(Listed entries Opens)

use std::time::Duration;

use futures_core::future::BoxFuture;
use http_body_util::BodyExt;
use hyper_rustls::{HttpsConnector, HttpsConnectorBuilder};
use hyper_util::client::legacy::Client as HyperClient;
use hyper_util::client::legacy::connect::HttpConnector;
use hyper_util::rt::TokioExecutor;

use crate::body::{ReqBody, RespBody};
use crate::error::{BoxError, TransportErrorKind};
use crate::trace::TraceRecorder;

const DEFAULT_POOL_IDLE_TIMEOUT: Duration = Duration::from_secs(90);
const DEFAULT_POOL_MAX_IDLE_PER_HOST: usize = 8;

/// Failure raised by a [`Transport`], before any retry decision.
#[derive(Debug)]
pub struct TransportError {
    pub kind: TransportErrorKind,
    pub source: BoxError,
}

impl TransportError {
    pub fn new(kind: TransportErrorKind, source: impl Into<BoxError>) -> Self {
        Self {
            kind,
            source: source.into(),
        }
    }
}

/// The wire seam: turns one prepared HTTP request into one HTTP
/// response. Implementations perform no retries, no admission and no
/// body decoding; the executor owns all of that. A [`TraceRecorder`]
/// may ride in the request extensions; transports stamp the phases
/// they can observe and ignore the rest.
pub trait Transport: Send + Sync {
    fn execute(
        &self,
        request: http::Request<ReqBody>,
    ) -> BoxFuture<'_, Result<http::Response<RespBody>, TransportError>>;
}

fn classify_hyper_error(error: &hyper_util::client::legacy::Error) -> TransportErrorKind {
    if error.is_connect() {
        let text = error.to_string().to_ascii_lowercase();
        if text.contains("dns")
            || text.contains("name or service not known")
            || text.contains("failed to lookup address")
        {
            return TransportErrorKind::Dns;
        }
        if text.contains("tls") || text.contains("certificate") || text.contains("handshake") {
            return TransportErrorKind::Tls;
        }
        return TransportErrorKind::Connect;
    }

    let text = error.to_string().to_ascii_lowercase();
    if text.contains("read")
        || text.contains("connection reset")
        || text.contains("broken pipe")
        || text.contains("unexpected eof")
    {
        return TransportErrorKind::Read;
    }

    TransportErrorKind::Other
}

/// The bundled transport: a pooled hyper client over rustls with the
/// webpki root store, speaking HTTP/1.1 and HTTP/2 to both https and
/// plain http origins.
pub struct HyperTransport {
    client: HyperClient<HttpsConnector<HttpConnector>, ReqBody>,
}

impl HyperTransport {
    pub fn new() -> Self {
        Self::with_pool_options(DEFAULT_POOL_IDLE_TIMEOUT, DEFAULT_POOL_MAX_IDLE_PER_HOST)
    }

    pub fn with_pool_options(
        pool_idle_timeout: Duration,
        pool_max_idle_per_host: usize,
    ) -> Self {
        let https = HttpsConnectorBuilder::new()
            .with_webpki_roots()
            .https_or_http()
            .enable_http1()
            .enable_http2()
            .build();
        let client = HyperClient::builder(TokioExecutor::new())
            .pool_idle_timeout(pool_idle_timeout)
            .pool_max_idle_per_host(pool_max_idle_per_host)
            .build(https);
        Self { client }
    }
}

impl Default for HyperTransport {
    fn default() -> Self {
        Self::new()
    }
}

impl Transport for HyperTransport {
    fn execute(
        &self,
        request: http::Request<ReqBody>,
    ) -> BoxFuture<'_, Result<http::Response<RespBody>, TransportError>> {
        let recorder = request.extensions().get::<TraceRecorder>().cloned();
        Box::pin(async move {
            // The pool hides dial and handshake details; the recorder
            // gets the phases visible from here.
            if let Some(recorder) = &recorder {
                recorder.conn_requested();
                recorder.request_written();
            }
            let response = self.client.request(request).await.map_err(|error| {
                TransportError::new(classify_hyper_error(&error), error)
            })?;
            if let Some(recorder) = &recorder {
                recorder.conn_obtained(false, false, Duration::ZERO);
                recorder.first_response_byte();
            }
            Ok(response.map(|body| body.map_err(|error| Box::new(error) as BoxError).boxed()))
        })
    }
}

(Listed entries Closes)

Restate word for word the lines above, beginning at the first one and ending at the line that carries "use hyper_util::client::legacy::connect::HttpConnector;".

Written reply:
use std::time::Duration;

use futures_core::future::BoxFuture;
use http_body_util::BodyExt;
use hyper_rustls::{HttpsConnector, HttpsConnectorBuilder};
use hyper_util::client::legacy::Client as HyperClient;
use hyper_util::client::legacy::connect::HttpConnector;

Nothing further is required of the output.